To illustrate the first: Near my school's subway on Tuesday, there were Clinton and Obama supporters passing out flyers and urging people to support their candidate. I was trying to make a call and watched for a few minutes. Both supporters had mostly the same tack: yelling "Support ____!" But when the Clinton supporter was questioned about education policy, she actually answered the question. When the Obama supporter was questioned, she referred the person to Obama's website and then kept yelling, "The audacity of hope! The audacity of hope!" as the potential voter went down the subway stairs.

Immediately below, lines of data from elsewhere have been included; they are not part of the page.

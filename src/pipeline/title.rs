//! Title memoisation as a pipeline stage.

use super::processor::ResourceProcessor;
use crate::common::Result;
use crate::resource::{Resource, TitleExtractor};

/// Computes and memoises the title of every markup resource it sees.
/// Content is never changed.
#[derive(Clone, Default)]
pub struct TitleFillProcessor {
    extractor: TitleExtractor,
}

impl TitleFillProcessor {
    pub fn new(extractor: TitleExtractor) -> Self {
        Self { extractor }
    }
}

impl ResourceProcessor for TitleFillProcessor {
    fn name(&self) -> &str {
        "title"
    }

    fn apply(&self, resource: &Resource) -> Result<Option<Vec<u8>>> {
        if resource.is_markup() {
            self.extractor.find_title(resource);
        }
        Ok(None)
    }
}

#[cfg(test)]
mod tests {
    use super::*;

    #[test]
    fn test_fills_title_for_markup_only() {
        let stage = TitleFillProcessor::default();

        let page = Resource::from_text("<html><title>Intro</title></html>", "intro.xhtml");
        assert!(!page.has_title_result());
        assert_eq!(stage.apply(&page).unwrap(), None);
        assert_eq!(page.title(), Some("Intro"));

        let style = Resource::from_text("h1 { }", "style.css");
        stage.apply(&style).unwrap();
        assert!(!style.has_title_result());
    }
}
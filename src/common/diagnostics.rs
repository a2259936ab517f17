//! Diagnostics sink passed explicitly to components that need to report
//! recoverable problems.
//!
//! Components never log through a process-global logger of their own; they
//! receive an `Arc<dyn Diagnostics>` at construction. The default sink
//! forwards to `tracing` as structured events.

use parking_lot::Mutex;
use std::fmt;
use std::sync::Arc;

/// Severity of a diagnostic entry.
#[derive(Debug, Clone, Copy, PartialEq, Eq, PartialOrd, Ord, Hash)]
pub enum Level {
    Debug,
    Info,
    Warn,
    Error,
}

impl fmt::Display for Level {
    fn fmt(&self, f: &mut fmt::Formatter<'_>) -> fmt::Result {
        let s = match self {
            Level::Debug => "debug",
            Level::Info => "info",
            Level::Warn => "warn",
            Level::Error => "error",
        };
        f.write_str(s)
    }
}

/// A single reported event.
#[derive(Debug, Clone, PartialEq, Eq)]
pub struct Entry {
    pub level: Level,
    /// Component that reported the entry, e.g. `"title"` or `"xsl"`.
    pub component: &'static str,
    /// Href of the resource concerned, if any.
    pub href: Option<String>,
    pub message: String,
}

/// Receiver for diagnostic events.
pub trait Diagnostics: Send + Sync {
    fn report(&self, level: Level, component: &'static str, href: Option<&str>, message: &str);

    fn debug(&self, component: &'static str, href: Option<&str>, message: &str) {
        self.report(Level::Debug, component, href, message);
    }

    fn warn(&self, component: &'static str, href: Option<&str>, message: &str) {
        self.report(Level::Warn, component, href, message);
    }

    fn error(&self, component: &'static str, href: Option<&str>, message: &str) {
        self.report(Level::Error, component, href, message);
    }
}

/// Forwards every entry to the matching `tracing` macro.
#[derive(Debug, Default, Clone, Copy)]
pub struct TracingDiagnostics;

impl Diagnostics for TracingDiagnostics {
    fn report(&self, level: Level, component: &'static str, href: Option<&str>, message: &str) {
        let href = href.unwrap_or("");
        match level {
            Level::Debug => tracing::debug!(component, href, "{}", message),
            Level::Info => tracing::info!(component, href, "{}", message),
            Level::Warn => tracing::warn!(component, href, "{}", message),
            Level::Error => tracing::error!(component, href, "{}", message),
        }
    }
}

/// Collects entries in memory.
#[derive(Debug, Default)]
pub struct MemoryDiagnostics {
    entries: Mutex<Vec<Entry>>,
}

impl MemoryDiagnostics {
    pub fn new() -> Self {
        Self::default()
    }

    /// Snapshot of everything reported so far.
    pub fn entries(&self) -> Vec<Entry> {
        self.entries.lock().clone()
    }

    /// Entries at or above `level`.
    pub fn at_least(&self, level: Level) -> Vec<Entry> {
        self.entries
            .lock()
            .iter()
            .filter(|e| e.level >= level)
            .cloned()
            .collect()
    }

    pub fn len(&self) -> usize {
        self.entries.lock().len()
    }

    pub fn is_empty(&self) -> bool {
        self.entries.lock().is_empty()
    }

    pub fn clear(&self) {
        self.entries.lock().clear();
    }
}

impl Diagnostics for MemoryDiagnostics {
    fn report(&self, level: Level, component: &'static str, href: Option<&str>, message: &str) {
        self.entries.lock().push(Entry {
            level,
            component,
            href: href.map(str::to_owned),
            message: message.to_owned(),
        });
    }
}

/// Discards everything.
#[derive(Debug, Default, Clone, Copy)]
pub struct NullDiagnostics;

impl Diagnostics for NullDiagnostics {
    #[inline]
    fn report(&self, _: Level, _: &'static str, _: Option<&str>, _: &str) {}
}

/// The sink used when a constructor is not given one.
pub fn default_diagnostics() -> Arc<dyn Diagnostics> {
    Arc::new(TracingDiagnostics)
}

#[cfg(test)]
mod tests {
    use super::*;

    #[test]
    fn test_memory_diagnostics_collects() {
        let sink = MemoryDiagnostics::new();
        sink.debug("title", Some("a.xhtml"), "scanning");
        sink.warn("title", Some("a.xhtml"), "read failed");
        sink.error("xsl", None, "boom");

        assert_eq!(sink.len(), 3);
        let serious = sink.at_least(Level::Warn);
        assert_eq!(serious.len(), 2);
        assert_eq!(serious[0].href.as_deref(), Some("a.xhtml"));
        assert_eq!(serious[1].component, "xsl");

        sink.clear();
        assert!(sink.is_empty());
    }

    #[test]
    fn test_sinks_are_object_safe() {
        let sinks: Vec<Arc<dyn Diagnostics>> = vec![
            default_diagnostics(),
            Arc::new(NullDiagnostics),
            Arc::new(MemoryDiagnostics::new()),
        ];
        for sink in &sinks {
            sink.warn("test", None, "ignored or forwarded");
        }
    }
}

To that I have to say: what the fuck?

This was one incident, but it illustrated the weird cult of personality surrounding Obama that I flat-out don't get. There are a lot--a lot--of very intelligent reasons to support Barack Obama for president. This wishy-washy ideology of hope crap isn't one of them; it's a way for people to believe that if only we elect this one man, a new era will begin, America will be AMERICA! again--and they won't have to think about politics anymore.

Well, it isn't going to be that way. If he's elected, he'll do his best, and that will mean a much better job than the shmuck in office now. But politics is messy, and ugly, and he's going to have to compromise, make decisions people hate, and problems are not going to disappear magically.

A recession is kicking in and he is going to inherit it. The war in Afghanistan is falling apart and he's going to have to fix it. The war in Iraq--whether or not he would have voted for it, which we don't truly know (it's a lot easier to say outside of the Senate what you'd do if in it)--can't be miracled away; withdrawal is going to be difficult, dangerous, and costly. And every step toward progress on these fronts will be opposed by a movement for which George W. Bush was a figurehead, but by no means the only source of power. This is the American reality, this is the price we pay for having allowed these interests to ascend, and nothing but continued and active engagement by people who actually care can possibly change it.

So this new era, shiny hope bullcrap gives me pause. Not exactly about him--he's a politician, and "We May Be Fucked" is not a good campaign slogan. But about how much of his support comes from people who believe he is a leader who can join us in solving our problems, versus how much comes from people who think he can make them just disappear.

The second issue can be summed up in one word (and then discussed in many more!): McClurkin.

I'm singularly unimpressed by his embrace of McClurkin and subsequent framing of that embrace as a free speech issue. It isn't, really. I think McClurkin can be as homophobic as he likes, can shout it from rooftops, print banners, whatever. Go enjoy your free speech, asshole! I just expect any candidate--any person!--claiming to be in any way ethical/moral/intelligent not to have any part of it. It's really not a lot to ask. It seems to me that Obama made a calculation that McClurkin could get him more evangelical votes than he would lose by offending people who actually give a crap about the way LGBT people and interests are treated in discourse (not just in votes). That's the deal he made. He deserves to pay the cost of his bargain. Since I actually DO care when candidates give tacit approval to homophobia, part of the cost he pays is my vote.

Is it the worst bargain a candidate has ever made at the expense of the LGBT community? Nah. This is what they always do, though it's usually in general elections when they know there's nowhere else to go--what are LGBT voters going to do, support Huckabee? But it's a tired, cynical, calculating political move all the same. It's what almost all politicians do at one point or another. It's why I don't expect anything new from Barack Obama.


Posted by Adair at February 10, 2008 9:48 PM

Posted to Politics
Comments

I don't know how Obama will stack up against McCain in a general election. He's doing very well with Democrats, but when push comes to shove on Election Day will the average voter really choose the realively inexperienced Obama over the vastly experienced McCain? I don't think so... I think the Dems would be much better off with Hillary in this election. When the real dirty fighting starts I think Obama is going to get knocked around quite a bit. Hillary is used to it, he's not.